- **What is required**: Across the records below, count the lines that contain "crate" and write down only the count.
***
use std::{collections::HashSet, path::Path};

use log::{debug, trace};
use serde::{Deserialize, Serialize};
use serde_json::{Map, Value};

use crate::{
    error::Error,
    expand::GlobExpander,
    io::{read_json_from_file, write_json_to_file, FromFileError},
    locate::ConfigDescriptor,
    options::{is_truthy, EffectiveOptions},
    path::{map_glob, ProjectPivot},
};

/// The parts of a `tsconfig.json` the resolver understands. Unknown keys are
/// ignored here and left untouched on disk by every rewrite.
#[derive(Clone, Debug, Default, PartialEq, Serialize, Deserialize)]
#[serde(rename_all = "camelCase")]
pub struct ProjectFile {
    #[serde(default, skip_serializing_if = "Option::is_none")]
    pub compiler_options: Option<Map<String, Value>>,
    /// Config-relative paths, compiled verbatim.
    #[serde(default, skip_serializing_if = "Option::is_none")]
    pub files: Option<Vec<String>>,
    /// Config-relative globs. Kept loosely typed: only an array contributes
    /// globs, but any truthy value still counts as an explicit file list.
    #[serde(default, skip_serializing_if = "Option::is_none")]
    pub include: Option<Value>,
    /// Config-relative globs.
    #[serde(default, skip_serializing_if = "Option::is_none")]
    pub exclude: Option<Vec<String>>,
    /// Legacy config-relative globs whose expansion is persisted into `files`.
    #[serde(default, skip_serializing_if = "Option::is_none")]
    pub files_glob: Option<Vec<String>>,
}

impl ProjectFile {
    pub fn compiler_option(&self, name: &str) -> Option<&Value> {
        self.compiler_options
            .as_ref()
            .and_then(|options| options.get(name))
    }

    /// Whether `include` is set to something truthy.
    pub fn has_include(&self) -> bool {
        self.include.as_ref().map_or(false, is_truthy)
    }

    /// The string entries of an `include` array. Anything else yields none.
    pub fn include_globs(&self) -> impl Iterator<Item = &str> {
        self.include
            .iter()
            .filter_map(Value::as_array)
            .flatten()
            .filter_map(Value::as_str)
    }

    /// A compiler option that is present with a truthy value, as a string.
    pub(crate) fn compiler_option_str(&self, name: &str) -> Option<&str> {
        self.compiler_option(name)
            .filter(|value| is_truthy(value))
            .and_then(Value::as_str)
    }
}

pub fn load_project_file<P: AsRef<Path>>(path: P) -> Result<ProjectFile, FromFileError> {
    let project: ProjectFile = read_json_from_file(path)?;
    trace!("{:?}", project);
    Ok(project)
}

/// Record warnings and errors about settings this resolver cannot honour
/// faithfully. Returns `false` when an error was recorded.
pub fn validate(
    project: &ProjectFile,
    descriptor: &ConfigDescriptor,
    options: &mut EffectiveOptions,
) -> bool {
    let has = |name: &str| project.compiler_option(name).map_or(false, is_truthy);
    if has("out") && has("outFile") {
        options.warnings.push(String::from(
            "Warning: `out` and `outFile` should not be used together in tsconfig.json.",
        ));
    }
    if has("out") {
        options.warnings.push(String::from(
            "Warning: Using `out` in tsconfig.json can be unreliable because it will output \
             relative to the tsc working directory. It is better to use `outFile` which is \
             always relative to tsconfig.json.",
        ));
    }

    let error_count = options.errors.len();
    if project.has_include() && descriptor.overwrites_files_glob() {
        options.errors.push(String::from(
            "Error: the `overwriteFilesGlob` feature cannot be used with a tsconfig.json file \
             that has an `include` array. Use `include` on its own instead.",
        ));
    }
    if project.has_include() && descriptor.updates_files() {
        options.errors.push(String::from(
            "Error: the `updateFiles` feature cannot be used with a tsconfig.json file that \
             has an `include` array. Use `include` on its own instead.",
        ));
    }
    options.errors.len() == error_count
}

fn differs_as_sets(left: &[String], right: &[String]) -> bool {
    let left: HashSet<&String> = left.iter().collect();
    let right: HashSet<&String> = right.iter().collect();
    left != right
}

fn string_list(value: Option<&Value>) -> Vec<String> {
    value
        .and_then(Value::as_array)
        .map(|items| {
            items
                .iter()
                .filter_map(Value::as_str)
                .map(ToOwned::to_owned)
                .collect()
        })
        .unwrap_or_default()
}

/// Re-read the project file, let `edit` change it, and write it back.
fn rewrite_project_file<F>(config_file: &Path, edit: F) -> Result<(), Error>
where
    F: FnOnce(&mut Map<String, Value>),
{
    let mut raw: Map<String, Value> = read_json_from_file(config_file)?;
    edit(&mut raw);
    write_json_to_file(config_file, &raw).map_err(|source| Error::UpdateProjectFile {
        path: config_file.to_owned(),
        source,
    })?;
    debug!("rewrote {:?}", config_file);
    Ok(())
}

/// Replace the project file's `filesGlob` with the build-level `src` globs
/// when the two have drifted apart. Any `files` list is emptied, both on disk
/// and in `project`, since it no longer reflects the globs.
pub(crate) fn overwrite_files_glob(
    pivot: &ProjectPivot,
    config_file: &Path,
    project: &mut ProjectFile,
    build_globs: &[String],
) -> Result<(), Error> {
    let globs_from_config: Vec<String> = build_globs
        .iter()
        .map(|glob| map_glob(&glob.replace('\\', "/"), |bare| pivot.root_to_config(bare)))
        .collect();
    let recorded = project.files_glob.as_deref().unwrap_or_default();
    if !differs_as_sets(recorded, &globs_from_config) {
        return Ok(());
    }

    project.files_glob = Some(globs_from_config.clone());
    if project.files.is_some() {
        project.files = Some(Vec::new());
    }
    rewrite_project_file(config_file, |raw| {
        raw.insert(
            String::from("filesGlob"),
            Value::from(globs_from_config),
        );
        if raw.contains_key("files") {
            raw.insert(String::from("files"), Value::Array(Vec::new()));
        }
    })
}

/// Expand the legacy `filesGlob` list and persist the result as `files` when
/// it differs from what the file currently records. Returns whether the file
/// was rewritten; a stub expander never rewrites.
pub(crate) fn update_files_from_glob(
    pivot: &ProjectPivot,
    config_file: &Path,
    files_glob: &[String],
    glob_expander: &dyn GlobExpander,
) -> Result<bool, Error> {
    if glob_expander.is_stub() {
        return Ok(false);
    }

    let globs_from_root: Vec<String> = files_glob
        .iter()
        .map(|glob| map_glob(glob, |bare| pivot.config_to_root(bare)))
        .collect();
    let files_from_config: Vec<String> = glob_expander
        .expand(&globs_from_root)
        .iter()
        .map(|file| pivot.root_to_config(file.replace('\\', "/")))
        .collect();

    let on_disk: Map<String, Value> = read_json_from_file(config_file)?;
    let recorded = string_list(on_disk.get("files"));
    if !differs_as_sets(&recorded, &files_from_config) {
        return Ok(false);
    }
    rewrite_project_file(config_file, move |raw| {
        raw.insert(String::from("files"), Value::from(files_from_config));
    })?;
    Ok(true)
}

#[cfg(test)]
mod tests {
    use serde_json::json;

    use super::*;

    fn project(value: Value) -> ProjectFile {
        serde_json::from_value(value).unwrap()
    }

    #[test]
    fn out_and_out_file_both_warn() {
        let mut options = EffectiveOptions::default();
        let ok = validate(
            &project(json!({"compilerOptions": {"out": "x.js", "outFile": "y.js"}})),
            &ConfigDescriptor::default(),
            &mut options,
        );
        assert!(ok);
        assert_eq!(options.warnings.len(), 2);
        assert!(options.warnings[0].contains("should not be used together"));
    }

    #[test]
    fn out_file_alone_is_silent() {
        let mut options = EffectiveOptions::default();
        validate(
            &project(json!({"compilerOptions": {"outFile": "y.js"}})),
            &ConfigDescriptor::default(),
            &mut options,
        );
        assert!(options.warnings.is_empty());
    }

    #[test]
    fn include_conflicts_with_legacy_glob_modes() {
        let mut options = EffectiveOptions::default();
        let descriptor = ConfigDescriptor {
            overwrite_files_glob: Some(true),
            update_files: Some(true),
            ..Default::default()
        };
        let ok = validate(
            &project(json!({"include": ["src/**/*.ts"]})),
            &descriptor,
            &mut options,
        );
        assert!(!ok);
        assert_eq!(options.errors.len(), 2);
    }

    #[test]
    fn non_array_include_contributes_no_globs() {
        let loose = project(json!({"include": "src/**/*.ts", "files": ["a.ts"]}));
        assert!(loose.has_include());
        assert_eq!(loose.include_globs().count(), 0);

        let mixed = project(json!({"include": ["src/**/*.ts", 3]}));
        assert_eq!(mixed.include_globs().collect::<Vec<_>>(), ["src/**/*.ts"]);
    }

    #[test]
    fn set_difference_ignores_order() {
        let a = vec![String::from("a.ts"), String::from("b.ts")];
        let b = vec![String::from("b.ts"), String::from("a.ts")];
        assert!(!differs_as_sets(&a, &b));
        assert!(differs_as_sets(&a, &b[..1]));
    }
}
use log::debug;

use crate::{locate::ConfigDescriptor, options::EffectiveOptions, project_file::ProjectFile};

/// Compiler options spelled the same way in `tsconfig.json` and in the build
/// options. `outFile` is absent on purpose, it maps onto `out`.
///
/// See <https://www.typescriptlang.org/tsconfig> for their meaning.
pub const SAME_NAME_OPTIONS: &[&str] = &[
    "allowJs",
    "allowSyntheticDefaultImports",
    "allowUnreachableCode",
    "allowUnusedLabels",
    "alwaysStrict",
    "baseUrl",
    "charset",
    "declaration",
    "declarationDir",
    "diagnostics",
    "emitBOM",
    "emitDecoratorMetadata",
    "experimentalAsyncFunctions",
    "experimentalDecorators",
    "forceConsistentCasingInFileNames",
    "isolatedModules",
    "importHelpers",
    "inlineSourceMap",
    "inlineSources",
    "jsx",
    "jsxFactory",
    "lib",
    "listEmittedFiles",
    "listFiles",
    "locale",
    "mapRoot",
    "maxNodeModuleJsDepth",
    "module",
    "moduleResolution",
    "newLine",
    "noEmit",
    "noEmitHelpers",
    "noEmitOnError",
    "noFallthroughCasesInSwitch",
    "noImplicitAny",
    "noImplicitReturns",
    "noImplicitThis",
    "noImplicitUseStrict",
    "noLib",
    "noResolve",
    "noUnusedLocals",
    "noUnusedParameters",
    "out",
    "outDir",
    "preserveConstEnums",
    "pretty",
    "reactNamespace",
    "removeComments",
    "rootDir",
    "skipDefaultLibCheck",
    "sourceMap",
    "sourceRoot",
    "strictNullChecks",
    "stripInternal",
    "suppressExcessPropertyIndexErrors",
    "suppressImplicitAnyIndexErrors",
    "target",
    "traceResolution",
    "types",
    "typeRoots",
];

/// Copy the project file's compiler options into `options` without
/// overriding anything the build already sets. Skipped entirely when the
/// descriptor asks to ignore the file's settings.
pub fn copy_compiler_options(
    project: &ProjectFile,
    descriptor: &ConfigDescriptor,
    options: &mut EffectiveOptions,
) {
    let Some(file_options) = project.compiler_options.as_ref() else {
        return;
    };
    if descriptor.ignores_settings() {
        debug!("ignoring compiler options from the project file");
        return;
    }

    for &name in SAME_NAME_OPTIONS {
        if let Some(value) = file_options.get(name) {
            options
                .compiler_options
                .entry(name)
                .or_insert_with(|| value.clone());
        }
    }
    if let Some(out_file) = file_options.get("outFile") {
        options
            .compiler_options
            .entry("out")
            .or_insert_with(|| out_file.clone());
    }
}

/// Legacy glob tracking turns itself on only for project files that carry a
/// `filesGlob` and do not use `include`, unless the user decided explicitly.
pub fn derive_update_files(project: &ProjectFile, descriptor: &mut ConfigDescriptor) {
    if descriptor.update_files.is_none() {
        descriptor.update_files =
            Some(project.include.is_none() && project.files_glob.is_some());
    }
}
***
- **Response area**: 5